Physical characteristics
- Source: Green Swamp
- • location: Branchborough, Florida
- • coordinates: 28°16′28″N 82°05′38″W﻿ / ﻿28.27444°N 82.09389°W
- Mouth: Hillsborough Bay
- • location: Tampa, Florida
- • coordinates: 27°56′16″N 82°27′43″W﻿ / ﻿27.93778°N 82.46194°W
- Length: 60 mi (97 km)
- Basin size: 740 sq mi (1,900 km^{2})

Basin features
- • left: Blackwater Creek, Flint Creek
- • right: New River

= Hillsborough River (Florida) =

River in the United States of America

The Hillsborough River is a river located in the state of Florida in the United States. It arises in the Green Swamp near the juncture of Hillsborough, Pasco and Polk counties, and flows 60 mi through Pasco and Hillsborough Counties to an outlet in the city of Tampa on Hillsborough Bay. The name Hillsborough River first appeared on a British map in 1769. At the time, the Earl of Hillsborough was the British Secretary of State for the Colonies, and thus controlled the pensions of the surveyors working in the American colonies, which included East Florida.

==History==
Geological data estimates that the Hillsborough River has been flowing for about 27,000 years. It is estimated humans first made their way to this area 12,000 - 15,000 years ago.

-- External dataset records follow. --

use std::env;
use std::net::SocketAddr;
use std::sync::Arc;

use anyhow::Context;
use axum::routing::get;
use axum::{Json, Router};
use serde_json::json;
use sqlx::SqlitePool;
use subseq_flowchart::api::{DiagramApp, HasPool};
use subseq_flowchart::db::{DiagramStoreConfig, create_diagram_tables};
use tracing_subscriber::EnvFilter;

#[derive(Clone)]
struct ExampleApp {
    pool: Arc<SqlitePool>,
}

impl HasPool for ExampleApp {
    fn pool(&self) -> Arc<SqlitePool> {
        Arc::clone(&self.pool)
    }
}

impl DiagramApp for ExampleApp {}

#[tokio::main]
async fn main() -> anyhow::Result<()> {
    tracing_subscriber::fmt()
        .with_env_filter(
            EnvFilter::try_from_default_env()
                .unwrap_or_else(|_| EnvFilter::new("info,subseq_flowchart=debug")),
        )
        .init();

    let mut config = DiagramStoreConfig::from_env().context("invalid diagram store config")?;
    if let Ok(database_url) = env::var("DATABASE_URL") {
        config.database_url = database_url;
    }
    let bind = env::var("DIAGRAM_EXAMPLE_BIND").unwrap_or_else(|_| "127.0.0.1:4011".to_string());
    let bind_addr: SocketAddr = bind
        .parse()
        .with_context(|| format!("invalid DIAGRAM_EXAMPLE_BIND '{}'", bind))?;

    let pool = config
        .connect()
        .await
        .with_context(|| format!("failed to open {}", config.database_url))?;
    create_diagram_tables(&pool)
        .await
        .context("failed to run diagram migrations")?;

    let app_state = ExampleApp {
        pool: Arc::new(pool),
    };

    let api_v1 = Router::new()
        .route("/healthz", get(health_handler))
        .merge(subseq_flowchart::api::routes::<ExampleApp>());

    let app = Router::new().nest("/api/v1", api_v1).with_state(app_state);

    let listener = tokio::net::TcpListener::bind(bind_addr)
        .await
        .with_context(|| format!("failed to bind listener on {}", bind_addr))?;

    tracing::info!(
        %bind_addr,
        database_url = %config.database_url,
        "subseq_flowchart example server listening under /api/v1"
    );

    axum::serve(listener, app)
        .await
        .context("example server failed")
}

async fn health_handler() -> Json<serde_json::Value> {
    Json(json!({
        "ok": true
    }))
}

In the late 18th century the watershed of the Hillsborough River was a land covered by a rich, old-growth forest. Bald cypress trees grew up several hundred feet into the air, and some were more than 3,000 years old. In the mid to late 18th, 19th and early 20th centuries the growth forests began to be logged, changing the ecosystem.

When Europeans first reached Florida, the area around Tampa Bay and all of the watershed of the Hillsborough River was occupied by people of the Safety Harbor culture. Two chiefdoms of the Safety Harbor culture, Mocoso and Pohoy, were adjacent to where the Hillsborough River entered Tampa Bay. Hernando de Soto landed on the south side of Tampa Bay in 1539 and passed through Mocoso on his way north. By the early 18th century the people of the Safety Harbor culture, through disease and slavery, are nearly exterminated.

===Timeline===

(1757) A survey of the Hillsborough River is done by Don Francisco Maria Celi, pilot of the Spanish Royal Fleet. He ventures up to the Temple Terrace area in search of longleaf pine to use as masts for his ships. He names the pine forest of the area "El Pinal de la Cruz de Santa Teresa" or "The Pines of the Cross of Saint Teresa". There is a plaque commemorating his exploration at Riverhills Park in Temple Terrace.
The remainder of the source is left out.